■ LISTED RECORDS ■

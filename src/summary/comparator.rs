//! Reference-vs-classified agreement.
//!
//! Builds a contingency table (reference label rows x classified label
//! columns), row-normalised so each row reads as "where did this reference
//! class end up", plus overall agreement and a chi-square test of
//! independence.

use crate::types::ClassifiedDataset;
use serde::Serialize;
use statrs::distribution::{ChiSquared, ContinuousCDF};
use std::collections::BTreeMap;
use tracing::{info, warn};

/// Counts and row proportions. Labels are sorted.
#[derive(Debug, Clone, PartialEq, Serialize)]
pub struct ContingencyTable {
    pub reference_labels: Vec<String>,
    pub classified_labels: Vec<String>,
    pub counts: Vec<Vec<usize>>,
    /// `counts` divided by the row total; every row sums to 1.0.
    pub proportions: Vec<Vec<f64>>,
}

impl ContingencyTable {
    pub fn row_total(&self, row: usize) -> usize {
        self.counts.get(row).map_or(0, |r| r.iter().sum())
    }

    /// Proportion of `reference` samples classified as `classified`.
    pub fn proportion(&self, reference: &str, classified: &str) -> Option<f64> {
        let r = self.reference_labels.iter().position(|l| l == reference)?;
        let c = self.classified_labels.iter().position(|l| l == classified)?;
        Some(self.proportions[r][c])
    }
}

/// Pearson chi-square test of independence.
#[derive(Debug, Clone, Copy, PartialEq, Serialize)]
pub struct ChiSquareTest {
    pub statistic: f64,
    pub degrees_of_freedom: usize,
    pub p_value: f64,
}

#[derive(Debug, Clone, PartialEq, Serialize)]
pub struct Comparison {
    pub table: ContingencyTable,
    /// Samples carrying both labels.
    pub compared: usize,
    /// Samples whose two labels are equal.
    pub matched: usize,
    /// Samples left out for lacking a reference label.
    pub excluded: usize,
    /// `matched / compared`; `None` when nothing could be compared.
    pub agreement: Option<f64>,
    /// `None` for a 1xN or Nx1 table.
    pub chi_square: Option<ChiSquareTest>,
}

/// Contingency-table comparator
pub struct Comparator;

impl Comparator {
    pub fn compare(classified: &ClassifiedDataset<'_>) -> Comparison {
        let mut pairs: BTreeMap<(&str, &str), usize> = BTreeMap::new();
        let mut excluded = 0usize;
        for (sample, label) in classified.iter() {
            match sample.reference_label.as_deref() {
                Some(reference) => *pairs.entry((reference, label)).or_insert(0) += 1,
                None => excluded += 1,
            }
        }

        let mut reference_labels: Vec<String> = pairs.keys().map(|(r, _)| r.to_string()).collect();
        reference_labels.dedup();
        let mut classified_labels: Vec<String> =
            pairs.keys().map(|(_, c)| c.to_string()).collect();
        classified_labels.sort();
        classified_labels.dedup();

        let mut counts = vec![vec![0usize; classified_labels.len()]; reference_labels.len()];
        for (&(reference, label), &n) in &pairs {
            let r = reference_labels.iter().position(|l| l == reference);
            let c = classified_labels.iter().position(|l| l == label);
            if let (Some(r), Some(c)) = (r, c) {
                counts[r][c] = n;
            }
        }

        let proportions = counts
            .iter()
            .map(|row| {
                let total: usize = row.iter().sum();
                row.iter()
                    .map(|&n| if total == 0 { 0.0 } else { n as f64 / total as f64 })
                    .collect()
            })
            .collect();

        let compared: usize = pairs.values().sum();
        let matched: usize = pairs
            .iter()
            .filter(|((r, c), _)| r == c)
            .map(|(_, n)| n)
            .sum();
        let agreement = (compared > 0).then(|| matched as f64 / compared as f64);

        let table = ContingencyTable {
            reference_labels,
            classified_labels,
            counts,
            proportions,
        };
        let chi_square = chi_square_test(&table.counts);

        info!(
            compared,
            matched,
            excluded,
            agreement = agreement.unwrap_or(f64::NAN),
            "Comparison complete"
        );

        Comparison {
            table,
            compared,
            matched,
            excluded,
            agreement,
            chi_square,
        }
    }
}

fn chi_square_test(counts: &[Vec<usize>]) -> Option<ChiSquareTest> {
    let rows = counts.len();
    let cols = counts.first().map_or(0, Vec::len);
    if rows < 2 || cols < 2 {
        return None;
    }
    let row_totals: Vec<f64> = counts.iter().map(|r| r.iter().sum::<usize>() as f64).collect();
    let col_totals: Vec<f64> = (0..cols)
        .map(|c| counts.iter().map(|r| r[c]).sum::<usize>() as f64)
        .collect();
    let total: f64 = row_totals.iter().sum();

    let mut statistic = 0.0;
    for (r, row) in counts.iter().enumerate() {
        for (c, &observed) in row.iter().enumerate() {
            let expected = row_totals[r] * col_totals[c] / total;
            if expected > 0.0 {
                statistic += (observed as f64 - expected).powi(2) / expected;
            }
        }
    }

    let degrees_of_freedom = (rows - 1) * (cols - 1);
    match ChiSquared::new(degrees_of_freedom as f64) {
        Ok(dist) => Some(ChiSquareTest {
            statistic,
            degrees_of_freedom,
            p_value: (1.0 - dist.cdf(statistic)).clamp(0.0, 1.0),
        }),
        Err(e) => {
            warn!(error = %e, "Chi-square distribution unavailable");
            None
        }
    }
}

■ YOUR GOAL ■
Taking the entries above, print exactly the lines starting at the line with "a reference label." and ending at the line with "for (&(reference, label), &n)", both included.

■ OUTPUT OF THE TASK ■
    /// Samples left out for lacking a reference label.
    pub excluded: usize,
    /// `matched / compared`; `None` when nothing could be compared.
    pub agreement: Option<f64>,
    /// `None` for a 1xN or Nx1 table.
    pub chi_square: Option<ChiSquareTest>,
}

/// Contingency-table comparator
pub struct Comparator;

impl Comparator {
    pub fn compare(classified: &ClassifiedDataset<'_>) -> Comparison {
        let mut pairs: BTreeMap<(&str, &str), usize> = BTreeMap::new();
        let mut excluded = 0usize;
        for (sample, label) in classified.iter() {
            match sample.reference_label.as_deref() {
                Some(reference) => *pairs.entry((reference, label)).or_insert(0) += 1,
                None => excluded += 1,
            }
        }

        let mut reference_labels: Vec<String> = pairs.keys().map(|(r, _)| r.to_string()).collect();
        reference_labels.dedup();
        let mut classified_labels: Vec<String> =
            pairs.keys().map(|(_, c)| c.to_string()).collect();
        classified_labels.sort();
        classified_labels.dedup();

        let mut counts = vec![vec![0usize; classified_labels.len()]; reference_labels.len()];
        for (&(reference, label), &n) in &pairs {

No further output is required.